CT scan: This has revolutionized salivary gland imaging. It provides precise anatomical detail and is routinely used as a primary imaging modality in salivary gland lesions. It is very useful in evaluating salivary gland calculi and associated adnexal inflammation. It is inferior to Sialography in studying the ductal system.
Parotid gland CT density is highly variable. It tends to be intermediate between fat and muscle. The submandibular glands have less fat than the parotids. Their density is closer to that of muscle.
CT of parotid gland is obtained by using thin section slices in axial and rarely coronal images. This is usually performed after intravenous injection of contrast solution. Mild enhancement of parotid gland takes place after contrast injection. Images are usually filmed with conventional soft tissue windows. Bone windows are useful for evaluating calcification, calculi formation, or adjacent bone involvement.
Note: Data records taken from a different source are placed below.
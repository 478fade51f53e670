// Application state management
// Shared by every handler: configuration, identity sessions, the agent bridge,
// per-user conversation stores and the agent credential store

use crate::agent::{AgentBridge, AgentClient, AgentRoute};
use crate::auth::SessionRegistry;
use crate::chat::{AgentCredentials, ChatController, ConversationStore, CredentialStore};
use crate::config::Config;
use crate::state::persistence::{FileStorage, MemoryStorage, Storage};
use std::collections::HashMap;
use std::path::PathBuf;
use std::sync::{Arc, Mutex};
use tokio::sync::{Mutex as AsyncMutex, RwLock};
use tracing::debug;

/// Handle shared with every request handler
pub type SharedState = Arc<AppState>;

/// Main application state
pub struct AppState {
    /// Loaded configuration
    pub config: Config,
    /// Signed-in identities
    pub sessions: SessionRegistry,
    /// Bridge to the remote agent
    pub bridge: AgentBridge,
    /// One conversation store per user
    pub workspaces: ThreadWorkspaces,
    /// Submit flow driver
    pub controller: ChatController,
    /// Credentials entered through the credential-entry flow
    pub credentials: Mutex<CredentialStore>,
}

impl AppState {
    /// Create state persisted under `config.persistence.data_dir`
    pub fn new(config: Config, client: Arc<dyn AgentClient>) -> Self {
        let data_dir = config.persistence.data_dir.clone();
        let credential_storage: Arc<dyn Storage> = Arc::new(FileStorage::new(&data_dir));
        Self::build(
            config,
            client,
            ThreadWorkspaces::on_disk(data_dir.join("users")),
            credential_storage,
        )
    }

    /// Create state that keeps everything in memory
    pub fn in_memory(config: Config, client: Arc<dyn AgentClient>) -> Self {
        Self::build(
            config,
            client,
            ThreadWorkspaces::in_memory(),
            Arc::new(MemoryStorage::new()),
        )
    }

    fn build(
        config: Config,
        client: Arc<dyn AgentClient>,
        workspaces: ThreadWorkspaces,
        credential_storage: Arc<dyn Storage>,
    ) -> Self {
        let bridge = AgentBridge::new(
            client,
            AgentRoute {
                agent_id: config.agent.agent_id.clone(),
                agent_alias_id: config.agent.agent_alias_id.clone(),
            },
        );
        Self {
            sessions: SessionRegistry::from_config(&config.auth),
            controller: ChatController::new(bridge.clone()),
            bridge,
            workspaces,
            credentials: Mutex::new(CredentialStore::open(credential_storage)),
            config,
        }
    }

    /// Credentials for agent calls
    ///
    /// Stored credentials win over the environment; `None` when neither is complete.
    pub fn agent_credentials(&self) -> Option<AgentCredentials> {
        if let Some(stored) = self.stored_credentials() {
            return Some(stored);
        }
        let agent = &self.config.agent;
        match (&agent.access_key_id, &agent.secret_access_key) {
            (Some(access_key_id), Some(secret_access_key)) => Some(AgentCredentials {
                access_key_id: access_key_id.clone(),
                secret_access_key: secret_access_key.clone(),
                region: agent.region.clone(),
            }),
            _ => None,
        }
    }

    /// Credentials saved through the credential-entry flow, if any
    pub fn stored_credentials(&self) -> Option<AgentCredentials> {
        self.credentials
            .lock()
            .unwrap_or_else(|poisoned| poisoned.into_inner())
            .credentials()
            .cloned()
    }
}

/// Lazily opened conversation stores keyed by user id
pub struct ThreadWorkspaces {
    /// Root directory for per-user storage; `None` keeps stores in memory
    root: Option<PathBuf>,
    stores: RwLock<HashMap<String, Arc<AsyncMutex<ConversationStore>>>>,
}

impl ThreadWorkspaces {
    /// Workspaces persisted under `root/<user>/`
    pub fn on_disk(root: PathBuf) -> Self {
        Self {
            root: Some(root),
            stores: RwLock::new(HashMap::new()),
        }
    }

    /// Workspaces that live only as long as the process
    pub fn in_memory() -> Self {
        Self {
            root: None,
            stores: RwLock::new(HashMap::new()),
        }
    }

    /// The store owned by `user_id`, opening it on first use
    pub async fn store_for(&self, user_id: &str) -> Arc<AsyncMutex<ConversationStore>> {
        if let Some(store) = self.stores.read().await.get(user_id) {
            return store.clone();
        }

        let mut stores = self.stores.write().await;
        // Another request may have opened it while we waited for the write lock
        if let Some(store) = stores.get(user_id) {
            return store.clone();
        }

        let storage: Arc<dyn Storage> = match &self.root {
            Some(root) => Arc::new(FileStorage::new(root.join(user_dir_name(user_id)))),
            None => Arc::new(MemoryStorage::new()),
        };
        debug!(user_id = %user_id, "Opening conversation store");
        let store = Arc::new(AsyncMutex::new(ConversationStore::open(storage)));
        stores.insert(user_id.to_string(), store.clone());
        store
    }
}

/// Directory name for a user id
///
/// ASCII letters, digits and `-` are kept; every other byte becomes `_XX`
/// (uppercase hex). `_` is only ever an escape, so distinct ids never share
/// a directory. The empty id maps to a lone `_`, which no encoding produces.
pub fn user_dir_name(user_id: &str) -> String {
    if user_id.is_empty() {
        return "_".to_string();
    }
    let mut name = String::with_capacity(user_id.len());
    for byte in user_id.bytes() {
        if byte.is_ascii_alphanumeric() || byte == b'-' {
            name.push(char::from(byte));
        } else {
            name.push_str(&format!("_{:02X}", byte));
        }
    }
    name
}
MRI: Usually is complementary to CT because of its excellent soft tissue delineation capability. It is better than CT in differentiating parotid from extra parotid masses.
Ultrasonography: High resolution Ultrasonography (7.5 – 10 MHz) of parotid and submandibular salivary glands is actually a quick and non invasive method for assessing these glands. It helps in the assessment of vascularity of the gland, whether the lesion is solid or cystic. It also helps in accurately guiding the FNAC needle to perform biopsy from the suspected lesion.
It fails to demonstrate the parotid gland in its entirety because of intervening mandible. It also does not clearly demonstrate the intraglandular facial nerve branches.
Color Doppler studies of salivary glands indirectly identifies malignant lesions of salivary glands as these lesions boast high vascularity in comparison with their benign counterparts.
Radionuclide imaging: Is rarely used to evaluate salivary glands. Sodium pertechnetate (technetium 99m) is the commonly used element. This isotope is concentrated and excreted by salivary glands. Since most salivary gland tumors do not accumulate the radionuclide, a tumor mass will appear as a filling defect on this scan. Tumors like warthin’s readily take up pertechnetate resulting in formation of “Hot spots”.
Gallium 67 citrate is useful for studying inflammatory / neoplastic disease of salivary glands and adjacent areas. Since Gallium 67 is actively taken up by actively dividing cells, excessive gallium accumulation is seen in inflammatory and neoplastic processes like sarcoidosis / lymphoma etc.